Exercise prompt: Every line below between the one holding "fn finish(writer: csv::Writer<Vec<u8>>)" and the one holding "pub fn to_json<T: Serialize", inclusive, should be copied exactly, and no other line.

[Exercise data Boundary: Start]

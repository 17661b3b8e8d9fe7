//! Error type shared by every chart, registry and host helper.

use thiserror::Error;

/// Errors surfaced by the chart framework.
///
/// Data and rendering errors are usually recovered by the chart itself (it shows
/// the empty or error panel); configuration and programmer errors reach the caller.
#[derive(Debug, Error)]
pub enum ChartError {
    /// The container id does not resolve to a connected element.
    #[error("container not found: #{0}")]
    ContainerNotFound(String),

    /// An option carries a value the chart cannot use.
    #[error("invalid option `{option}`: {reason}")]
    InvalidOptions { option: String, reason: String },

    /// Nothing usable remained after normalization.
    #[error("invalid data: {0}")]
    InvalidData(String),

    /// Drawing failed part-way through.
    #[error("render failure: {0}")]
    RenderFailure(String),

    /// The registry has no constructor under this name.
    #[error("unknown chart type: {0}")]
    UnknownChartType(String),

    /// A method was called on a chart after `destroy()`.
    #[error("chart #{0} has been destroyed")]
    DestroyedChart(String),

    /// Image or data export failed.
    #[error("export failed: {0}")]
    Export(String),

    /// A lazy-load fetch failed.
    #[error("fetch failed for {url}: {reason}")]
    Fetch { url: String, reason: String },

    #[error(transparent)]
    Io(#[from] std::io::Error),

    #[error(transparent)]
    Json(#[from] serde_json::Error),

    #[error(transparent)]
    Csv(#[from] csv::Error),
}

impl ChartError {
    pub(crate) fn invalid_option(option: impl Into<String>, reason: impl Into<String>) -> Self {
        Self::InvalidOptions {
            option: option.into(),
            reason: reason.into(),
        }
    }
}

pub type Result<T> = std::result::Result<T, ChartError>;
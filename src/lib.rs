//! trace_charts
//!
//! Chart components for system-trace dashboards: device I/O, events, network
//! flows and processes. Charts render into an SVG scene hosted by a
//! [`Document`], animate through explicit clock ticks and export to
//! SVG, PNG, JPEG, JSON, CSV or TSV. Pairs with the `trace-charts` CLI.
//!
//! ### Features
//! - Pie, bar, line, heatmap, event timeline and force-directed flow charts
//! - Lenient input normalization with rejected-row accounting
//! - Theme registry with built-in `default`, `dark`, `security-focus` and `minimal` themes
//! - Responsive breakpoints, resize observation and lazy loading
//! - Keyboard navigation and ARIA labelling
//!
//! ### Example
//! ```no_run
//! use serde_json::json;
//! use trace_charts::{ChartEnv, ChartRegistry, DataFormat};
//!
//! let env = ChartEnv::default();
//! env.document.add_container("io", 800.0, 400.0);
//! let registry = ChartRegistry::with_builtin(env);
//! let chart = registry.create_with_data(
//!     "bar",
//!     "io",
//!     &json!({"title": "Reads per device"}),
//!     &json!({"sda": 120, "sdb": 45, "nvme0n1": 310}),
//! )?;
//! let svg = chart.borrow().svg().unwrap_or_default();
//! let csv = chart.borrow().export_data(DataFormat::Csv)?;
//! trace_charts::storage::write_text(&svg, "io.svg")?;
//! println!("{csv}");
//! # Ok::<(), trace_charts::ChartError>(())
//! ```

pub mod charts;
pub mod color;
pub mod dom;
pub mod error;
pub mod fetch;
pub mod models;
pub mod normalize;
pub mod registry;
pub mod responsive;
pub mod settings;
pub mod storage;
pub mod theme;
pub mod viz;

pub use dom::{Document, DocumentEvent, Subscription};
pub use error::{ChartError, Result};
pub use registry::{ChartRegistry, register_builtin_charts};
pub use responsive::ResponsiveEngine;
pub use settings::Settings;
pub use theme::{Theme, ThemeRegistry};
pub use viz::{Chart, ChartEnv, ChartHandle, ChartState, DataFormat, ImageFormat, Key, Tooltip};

[Exercise data Boundary: End]
[Exercise data Boundary: Start]

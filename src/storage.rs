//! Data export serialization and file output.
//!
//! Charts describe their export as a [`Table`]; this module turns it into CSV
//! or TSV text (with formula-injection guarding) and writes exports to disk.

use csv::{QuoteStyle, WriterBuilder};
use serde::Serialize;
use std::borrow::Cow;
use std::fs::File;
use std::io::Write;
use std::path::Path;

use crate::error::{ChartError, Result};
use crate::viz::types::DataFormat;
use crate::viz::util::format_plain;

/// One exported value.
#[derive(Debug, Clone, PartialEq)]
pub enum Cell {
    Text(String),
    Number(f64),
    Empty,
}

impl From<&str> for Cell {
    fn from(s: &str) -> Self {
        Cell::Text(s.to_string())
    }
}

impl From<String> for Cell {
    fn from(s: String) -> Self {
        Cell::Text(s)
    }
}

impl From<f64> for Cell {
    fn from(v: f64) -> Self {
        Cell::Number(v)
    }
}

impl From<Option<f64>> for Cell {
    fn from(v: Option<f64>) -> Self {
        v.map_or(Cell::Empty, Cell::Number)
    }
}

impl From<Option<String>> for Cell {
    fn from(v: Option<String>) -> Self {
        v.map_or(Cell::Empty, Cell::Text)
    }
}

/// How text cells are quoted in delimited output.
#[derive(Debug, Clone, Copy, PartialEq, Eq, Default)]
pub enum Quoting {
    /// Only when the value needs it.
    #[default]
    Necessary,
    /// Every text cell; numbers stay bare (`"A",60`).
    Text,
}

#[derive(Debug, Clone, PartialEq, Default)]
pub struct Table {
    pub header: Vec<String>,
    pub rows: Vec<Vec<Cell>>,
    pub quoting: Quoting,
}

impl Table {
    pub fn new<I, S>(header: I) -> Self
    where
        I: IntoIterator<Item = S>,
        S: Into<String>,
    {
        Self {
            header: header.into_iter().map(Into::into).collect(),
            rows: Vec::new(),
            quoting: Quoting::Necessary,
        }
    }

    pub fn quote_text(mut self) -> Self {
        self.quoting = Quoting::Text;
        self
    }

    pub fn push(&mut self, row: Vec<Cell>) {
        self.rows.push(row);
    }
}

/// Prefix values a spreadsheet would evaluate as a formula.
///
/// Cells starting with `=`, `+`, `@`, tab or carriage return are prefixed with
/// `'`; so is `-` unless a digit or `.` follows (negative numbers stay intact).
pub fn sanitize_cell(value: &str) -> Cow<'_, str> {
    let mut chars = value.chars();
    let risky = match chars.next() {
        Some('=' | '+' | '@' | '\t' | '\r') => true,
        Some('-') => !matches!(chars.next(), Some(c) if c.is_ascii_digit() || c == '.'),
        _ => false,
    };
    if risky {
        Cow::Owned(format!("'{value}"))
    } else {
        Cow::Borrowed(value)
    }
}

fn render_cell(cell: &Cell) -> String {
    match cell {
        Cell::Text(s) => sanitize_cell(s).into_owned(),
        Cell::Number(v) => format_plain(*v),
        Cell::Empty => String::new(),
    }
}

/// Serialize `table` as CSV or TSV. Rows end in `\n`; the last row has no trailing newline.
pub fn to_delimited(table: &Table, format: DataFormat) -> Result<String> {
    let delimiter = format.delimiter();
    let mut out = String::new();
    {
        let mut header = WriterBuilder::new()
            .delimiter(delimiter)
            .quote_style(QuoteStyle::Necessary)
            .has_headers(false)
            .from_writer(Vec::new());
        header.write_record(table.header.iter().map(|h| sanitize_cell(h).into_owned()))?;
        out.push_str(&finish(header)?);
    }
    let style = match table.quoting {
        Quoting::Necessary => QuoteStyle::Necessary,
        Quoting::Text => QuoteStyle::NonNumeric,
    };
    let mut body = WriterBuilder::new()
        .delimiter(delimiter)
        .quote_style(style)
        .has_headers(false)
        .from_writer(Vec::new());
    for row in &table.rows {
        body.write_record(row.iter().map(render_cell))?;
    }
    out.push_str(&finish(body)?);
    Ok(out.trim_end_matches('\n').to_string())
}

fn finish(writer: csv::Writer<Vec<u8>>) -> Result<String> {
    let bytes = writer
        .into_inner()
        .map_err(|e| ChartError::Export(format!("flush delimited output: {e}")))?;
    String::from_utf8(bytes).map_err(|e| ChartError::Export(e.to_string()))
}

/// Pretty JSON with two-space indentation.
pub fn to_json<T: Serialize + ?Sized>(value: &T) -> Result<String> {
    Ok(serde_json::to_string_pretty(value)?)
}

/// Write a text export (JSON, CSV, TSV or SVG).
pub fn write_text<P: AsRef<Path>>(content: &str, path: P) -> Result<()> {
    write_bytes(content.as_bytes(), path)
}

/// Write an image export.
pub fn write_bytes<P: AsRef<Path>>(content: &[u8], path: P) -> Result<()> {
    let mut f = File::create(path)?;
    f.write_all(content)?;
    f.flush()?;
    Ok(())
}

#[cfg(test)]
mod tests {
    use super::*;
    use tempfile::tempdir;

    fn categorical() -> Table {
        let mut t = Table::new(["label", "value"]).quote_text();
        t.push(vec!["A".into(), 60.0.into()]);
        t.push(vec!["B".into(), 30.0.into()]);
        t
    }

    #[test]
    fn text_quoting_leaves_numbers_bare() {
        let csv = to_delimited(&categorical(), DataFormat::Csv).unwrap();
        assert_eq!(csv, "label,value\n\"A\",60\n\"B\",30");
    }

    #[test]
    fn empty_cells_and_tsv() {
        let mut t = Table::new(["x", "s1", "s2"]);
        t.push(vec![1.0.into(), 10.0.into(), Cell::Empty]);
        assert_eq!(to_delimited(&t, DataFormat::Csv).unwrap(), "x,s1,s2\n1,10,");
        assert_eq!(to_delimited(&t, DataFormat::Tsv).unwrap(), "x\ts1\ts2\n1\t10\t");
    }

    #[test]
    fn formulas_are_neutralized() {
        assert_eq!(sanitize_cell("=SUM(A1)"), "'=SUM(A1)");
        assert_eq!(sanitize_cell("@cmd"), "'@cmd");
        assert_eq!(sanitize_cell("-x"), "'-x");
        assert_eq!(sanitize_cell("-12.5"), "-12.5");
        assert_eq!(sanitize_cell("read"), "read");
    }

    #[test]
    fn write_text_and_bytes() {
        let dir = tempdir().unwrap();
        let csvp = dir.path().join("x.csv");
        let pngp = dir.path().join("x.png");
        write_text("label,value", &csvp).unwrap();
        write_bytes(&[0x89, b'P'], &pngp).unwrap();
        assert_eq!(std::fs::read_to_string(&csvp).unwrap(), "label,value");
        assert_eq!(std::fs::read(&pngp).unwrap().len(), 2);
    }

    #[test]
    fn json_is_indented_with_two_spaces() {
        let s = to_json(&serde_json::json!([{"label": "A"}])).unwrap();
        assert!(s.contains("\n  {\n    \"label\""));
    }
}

[Exercise data Boundary: End]

Task output:
fn finish(writer: csv::Writer<Vec<u8>>) -> Result<String> {
    let bytes = writer
        .into_inner()
        .map_err(|e| ChartError::Export(format!("flush delimited output: {e}")))?;
    String::from_utf8(bytes).map_err(|e| ChartError::Export(e.to_string()))
}

/// Pretty JSON with two-space indentation.
pub fn to_json<T: Serialize + ?Sized>(value: &T) -> Result<String> {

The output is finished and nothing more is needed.